→ Work item: Where the word "SELECT" occurs in a line of the listing, please copy the line.

→ Data:
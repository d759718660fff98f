//! Scripted reasoning service for tests.

use async_trait::async_trait;
use std::collections::VecDeque;
use std::sync::Mutex;

use super::reasoning::{ReasonedAllocation, ReasoningError, ReasoningService};

/// Replays queued results in order; an exhausted queue answers with
/// [`ReasoningError::EmptyResponse`]. Every prompt is recorded.
pub(crate) struct MockReasoningService {
    responses: Mutex<VecDeque<Result<ReasonedAllocation, ReasoningError>>>,
    prompts: Mutex<Vec<String>>,
}

impl MockReasoningService {
    pub(crate) fn new() -> Self {
        Self {
            responses: Mutex::new(VecDeque::new()),
            prompts: Mutex::new(Vec::new()),
        }
    }

    pub(crate) fn returning(output: ReasonedAllocation) -> Self {
        let mock = Self::new();
        mock.push(Ok(output));
        mock
    }

    pub(crate) fn push(&self, response: Result<ReasonedAllocation, ReasoningError>) {
        self.responses.lock().unwrap().push_back(response);
    }

    pub(crate) fn call_count(&self) -> usize {
        self.prompts.lock().unwrap().len()
    }

    pub(crate) fn last_prompt(&self) -> Option<String> {
        self.prompts.lock().unwrap().last().cloned()
    }
}

#[async_trait]
impl ReasoningService for MockReasoningService {
    async fn generate(&self, prompt: &str) -> Result<ReasonedAllocation, ReasoningError> {
        self.prompts.lock().unwrap().push(prompt.to_string());

        self.responses
            .lock()
            .unwrap()
            .pop_front()
            .unwrap_or(Err(ReasoningError::EmptyResponse))
    }
}
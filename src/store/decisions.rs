//! Recommendation Store: append-only log of allocation decisions.

use alloy::primitives::Address;
use chrono::{DateTime, SecondsFormat, SubsecRound, Utc};
use serde::{Serialize, Serializer};
use sqlx::SqlitePool;
use std::collections::BTreeMap;

use super::{Page, StoreError, as_address_key, parse_address};
use crate::event::address_key;

/// A decision as produced by the Decision Engine, before it has an id.
#[derive(Debug, Clone, PartialEq)]
pub struct NewAgentDecision {
    pub vault: Address,
    pub chain_id: u64,
    /// Strategy address to basis points.
    pub allocations: BTreeMap<Address, u64>,
    pub expected_apy_bp: u64,
    pub risk_score: f64,
    pub confidence: f64,
    pub reasoning: String,
    pub market_context: String,
}

#[derive(Debug, Clone, PartialEq, Serialize)]
pub struct AgentDecision {
    pub id: i64,
    #[serde(serialize_with = "as_address_key")]
    pub vault: Address,
    pub chain_id: u64,
    #[serde(serialize_with = "allocations_by_address_key")]
    pub allocations: BTreeMap<Address, u64>,
    pub expected_apy_bp: u64,
    pub risk_score: f64,
    pub confidence: f64,
    pub reasoning: String,
    pub market_context: String,
    pub created_at: DateTime<Utc>,
}

fn allocations_by_address_key<S: Serializer>(
    allocations: &BTreeMap<Address, u64>,
    serializer: S,
) -> Result<S::Ok, S::Error> {
    serializer.collect_map(
        allocations
            .iter()
            .map(|(strategy, bp)| (address_key(strategy), bp)),
    )
}

#[derive(sqlx::FromRow)]
struct AgentDecisionRow {
    id: i64,
    vault_address: String,
    chain_id: i64,
    allocations: String,
    expected_apy_bp: i64,
    risk_score: f64,
    confidence: f64,
    reasoning: String,
    market_context: String,
    created_at: String,
}

impl TryFrom<AgentDecisionRow> for AgentDecision {
    type Error = StoreError;

    fn try_from(row: AgentDecisionRow) -> Result<Self, Self::Error> {
        let raw: BTreeMap<String, u64> = serde_json::from_str(&row.allocations)?;
        let allocations = raw
            .iter()
            .map(|(strategy, bp)| Ok((parse_address("allocations", strategy)?, *bp)))
            .collect::<Result<_, StoreError>>()?;

        let created_at = DateTime::parse_from_rfc3339(&row.created_at)
            .map_err(|_| StoreError::InvalidTimestamp {
                column: "created_at",
                value: row.created_at.clone(),
            })?
            .with_timezone(&Utc);

        Ok(Self {
            id: row.id,
            vault: parse_address("vault_address", &row.vault_address)?,
            chain_id: u64::try_from(row.chain_id)?,
            allocations,
            expected_apy_bp: u64::try_from(row.expected_apy_bp)?,
            risk_score: row.risk_score,
            confidence: row.confidence,
            reasoning: row.reasoning,
            market_context: row.market_context,
            created_at,
        })
    }
}

/// Fixed-width RFC 3339 so that `ORDER BY created_at` is chronological.
fn format_created_at(created_at: &DateTime<Utc>) -> String {
    created_at.to_rfc3339_opts(SecondsFormat::Micros, true)
}

#[tracing::instrument(skip(pool, decision), fields(vault = %decision.vault), level = tracing::Level::DEBUG)]
pub(crate) async fn insert(
    pool: &SqlitePool,
    decision: &NewAgentDecision,
    created_at: DateTime<Utc>,
) -> Result<AgentDecision, StoreError> {
    let created_at = created_at.trunc_subsecs(6);
    let allocations: BTreeMap<String, u64> = decision
        .allocations
        .iter()
        .map(|(strategy, bp)| (address_key(strategy), *bp))
        .collect();

    let id: i64 = sqlx::query_scalar(
        r#"
        INSERT INTO agent_decisions (
            vault_address, chain_id, allocations, expected_apy_bp, risk_score,
            confidence, reasoning, market_context, created_at
        )
        VALUES (?, ?, ?, ?, ?, ?, ?, ?, ?)
        RETURNING id
        "#,
    )
    .bind(address_key(&decision.vault))
    .bind(i64::try_from(decision.chain_id)?)
    .bind(serde_json::to_string(&allocations)?)
    .bind(i64::try_from(decision.expected_apy_bp)?)
    .bind(decision.risk_score)
    .bind(decision.confidence)
    .bind(&decision.reasoning)
    .bind(&decision.market_context)
    .bind(format_created_at(&created_at))
    .fetch_one(pool)
    .await?;

    Ok(AgentDecision {
        id,
        vault: decision.vault,
        chain_id: decision.chain_id,
        allocations: decision.allocations.clone(),
        expected_apy_bp: decision.expected_apy_bp,
        risk_score: decision.risk_score,
        confidence: decision.confidence,
        reasoning: decision.reasoning.clone(),
        market_context: decision.market_context.clone(),
        created_at,
    })
}

/// The decision with the greatest `created_at` for `vault`; ties go to the
/// later insert.
pub(crate) async fn latest(
    pool: &SqlitePool,
    vault: &Address,
) -> Result<Option<AgentDecision>, StoreError> {
    let row: Option<AgentDecisionRow> = sqlx::query_as(
        r#"
        SELECT
            id, vault_address, chain_id, allocations, expected_apy_bp, risk_score,
            confidence, reasoning, market_context, created_at
        FROM agent_decisions
        WHERE vault_address = ?
        ORDER BY created_at DESC, id DESC
        LIMIT 1
        "#,
    )
    .bind(address_key(vault))
    .fetch_optional(pool)
    .await?;

    row.map(AgentDecision::try_from).transpose()
}

pub(crate) async fn list(
    pool: &SqlitePool,
    vault: &Address,
    page: Page,
) -> Result<Vec<AgentDecision>, StoreError> {
    let rows: Vec<AgentDecisionRow> = sqlx::query_as(
        r#"
        SELECT
            id, vault_address, chain_id, allocations, expected_apy_bp, risk_score,
            confidence, reasoning, market_context, created_at
        FROM agent_decisions
        WHERE vault_address = ?
        ORDER BY created_at DESC, id DESC
        LIMIT ? OFFSET ?
        "#,
    )
    .bind(address_key(vault))
    .bind(page.limit)
    .bind(page.offset)
    .fetch_all(pool)
    .await?;

    rows.into_iter().map(AgentDecision::try_from).collect()
}
//! Per-user share balances, merged by signed delta.

use alloy::primitives::{Address, I256};
use serde::Serialize;
use sqlx::{Sqlite, SqlitePool, Transaction};
use tracing::warn;

use super::{StoreError, as_address_key, as_decimal, parse_address, parse_i256};
use crate::event::address_key;

#[derive(Debug, Clone, PartialEq, Eq, Serialize)]
pub struct UserBalance {
    #[serde(serialize_with = "as_address_key")]
    pub user: Address,
    #[serde(serialize_with = "as_address_key")]
    pub vault: Address,
    #[serde(serialize_with = "as_decimal")]
    pub shares: I256,
}

#[derive(sqlx::FromRow)]
struct UserBalanceRow {
    user_address: String,
    vault_address: String,
    shares: String,
}

impl TryFrom<UserBalanceRow> for UserBalance {
    type Error = StoreError;

    fn try_from(row: UserBalanceRow) -> Result<Self, Self::Error> {
        Ok(Self {
            user: parse_address("user_address", &row.user_address)?,
            vault: parse_address("vault_address", &row.vault_address)?,
            shares: parse_i256("shares", &row.shares)?,
        })
    }
}

async fn load_shares(
    sql_tx: &mut Transaction<'_, Sqlite>,
    user: &str,
    vault: &str,
) -> Result<Option<I256>, StoreError> {
    let shares: Option<String> = sqlx::query_scalar(
        "SELECT shares FROM user_balances WHERE user_address = ? AND vault_address = ?",
    )
    .bind(user)
    .bind(vault)
    .fetch_optional(sql_tx.as_mut())
    .await?;

    shares.map(|shares| parse_i256("shares", &shares)).transpose()
}

/// Adds `delta` to the `(user, vault)` balance, creating it at `delta` when
/// absent. Returns the new balance.
///
/// Runs on the caller's transaction: the read and the
/// `INSERT .. ON CONFLICT DO UPDATE` see the same snapshot, so two merges
/// for the same key can never lose an update.
///
/// A negative result is stored as-is. During backfill a withdrawal can be
/// folded before the deposit that funds it has been seen; the balance
/// corrects itself once that deposit arrives.
pub(crate) async fn upsert_merge(
    sql_tx: &mut Transaction<'_, Sqlite>,
    user: &Address,
    vault: &Address,
    delta: I256,
) -> Result<I256, StoreError> {
    let user_key = address_key(user);
    let vault_key = address_key(vault);

    let existing = load_shares(sql_tx, &user_key, &vault_key).await?;
    let merged = existing
        .unwrap_or(I256::ZERO)
        .checked_add(delta)
        .ok_or(StoreError::BalanceOverflow {
            user: *user,
            vault: *vault,
        })?;

    if merged.is_negative() {
        warn!(
            user = %user_key,
            vault = %vault_key,
            shares = %merged,
            "User share balance is negative"
        );
    }

    sqlx::query(
        r#"
        INSERT INTO user_balances (user_address, vault_address, shares)
        VALUES (?, ?, ?)
        ON CONFLICT(user_address, vault_address) DO UPDATE SET
            shares = excluded.shares
        "#,
    )
    .bind(&user_key)
    .bind(&vault_key)
    .bind(merged.to_string())
    .execute(sql_tx.as_mut())
    .await?;

    Ok(merged)
}

/// Deletes the `(user, vault)` row. Used when a retraction brings a balance
/// back to a state that never existed on the canonical chain.
pub(crate) async fn delete(
    sql_tx: &mut Transaction<'_, Sqlite>,
    user: &Address,
    vault: &Address,
) -> Result<(), StoreError> {
    sqlx::query("DELETE FROM user_balances WHERE user_address = ? AND vault_address = ?")
        .bind(address_key(user))
        .bind(address_key(vault))
        .execute(sql_tx.as_mut())
        .await?;

    Ok(())
}

pub(crate) async fn get(
    pool: &SqlitePool,
    user: &Address,
    vault: &Address,
) -> Result<Option<UserBalance>, StoreError> {
    let row: Option<UserBalanceRow> = sqlx::query_as(
        r#"
        SELECT user_address, vault_address, shares
        FROM user_balances
        WHERE user_address = ? AND vault_address = ?
        "#,
    )
    .bind(address_key(user))
    .bind(address_key(vault))
    .fetch_optional(pool)
    .await?;

    row.map(UserBalance::try_from).transpose()
}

→ Reply:
        SELECT
        SELECT
        "SELECT shares FROM user_balances WHERE user_address = ? AND vault_address = ?",
        SELECT user_address, vault_address, shares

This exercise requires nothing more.